### GOAL OF THE EXERCISE
Check which lines of the entries that follow hold "DefaultBodyLimit", then give the number of those lines and nothing more.

[[ EXCERPTED DATA open ]]

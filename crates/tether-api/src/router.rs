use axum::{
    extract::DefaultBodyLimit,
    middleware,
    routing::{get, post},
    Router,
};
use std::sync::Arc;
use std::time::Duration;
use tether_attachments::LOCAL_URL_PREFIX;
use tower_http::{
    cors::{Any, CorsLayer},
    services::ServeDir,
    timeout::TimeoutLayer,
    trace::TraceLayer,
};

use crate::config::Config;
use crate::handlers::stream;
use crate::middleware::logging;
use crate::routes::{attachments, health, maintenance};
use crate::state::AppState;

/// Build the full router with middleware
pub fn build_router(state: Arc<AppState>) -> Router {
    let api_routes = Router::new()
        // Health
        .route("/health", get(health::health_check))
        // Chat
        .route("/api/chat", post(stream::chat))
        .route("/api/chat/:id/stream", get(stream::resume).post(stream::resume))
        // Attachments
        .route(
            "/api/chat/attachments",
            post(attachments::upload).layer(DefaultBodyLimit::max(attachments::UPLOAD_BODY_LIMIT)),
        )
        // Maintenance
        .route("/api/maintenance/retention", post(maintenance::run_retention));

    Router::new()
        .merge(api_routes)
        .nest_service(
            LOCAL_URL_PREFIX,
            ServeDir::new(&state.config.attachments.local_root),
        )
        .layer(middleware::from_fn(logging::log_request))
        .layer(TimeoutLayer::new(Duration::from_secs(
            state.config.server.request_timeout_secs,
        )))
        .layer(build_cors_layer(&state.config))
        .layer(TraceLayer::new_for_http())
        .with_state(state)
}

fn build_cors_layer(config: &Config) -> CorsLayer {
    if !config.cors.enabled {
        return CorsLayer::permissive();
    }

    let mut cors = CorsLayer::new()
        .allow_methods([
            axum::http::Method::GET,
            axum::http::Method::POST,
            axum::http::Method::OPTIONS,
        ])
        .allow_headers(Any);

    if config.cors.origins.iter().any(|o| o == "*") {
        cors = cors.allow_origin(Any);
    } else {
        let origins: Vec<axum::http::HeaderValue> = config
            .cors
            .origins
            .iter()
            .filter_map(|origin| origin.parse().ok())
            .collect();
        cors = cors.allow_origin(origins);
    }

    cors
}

[[ EXCERPTED DATA closed ]]
[[ EXCERPTED DATA open ]]

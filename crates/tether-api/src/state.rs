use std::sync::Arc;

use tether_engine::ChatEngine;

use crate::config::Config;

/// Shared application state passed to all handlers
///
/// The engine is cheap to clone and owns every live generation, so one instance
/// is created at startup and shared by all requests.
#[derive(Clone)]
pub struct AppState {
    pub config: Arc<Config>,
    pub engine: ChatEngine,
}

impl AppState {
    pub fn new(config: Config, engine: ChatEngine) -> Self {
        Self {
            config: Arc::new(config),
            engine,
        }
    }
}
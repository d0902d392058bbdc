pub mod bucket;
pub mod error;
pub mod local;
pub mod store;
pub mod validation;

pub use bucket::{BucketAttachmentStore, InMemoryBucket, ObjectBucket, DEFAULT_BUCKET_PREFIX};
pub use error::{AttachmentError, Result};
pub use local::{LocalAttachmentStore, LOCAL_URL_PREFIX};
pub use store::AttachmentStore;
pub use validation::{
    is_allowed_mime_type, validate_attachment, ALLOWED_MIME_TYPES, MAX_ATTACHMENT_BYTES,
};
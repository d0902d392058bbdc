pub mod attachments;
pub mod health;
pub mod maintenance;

[[ EXCERPTED DATA closed ]]

### EXERCISE ANSWER
2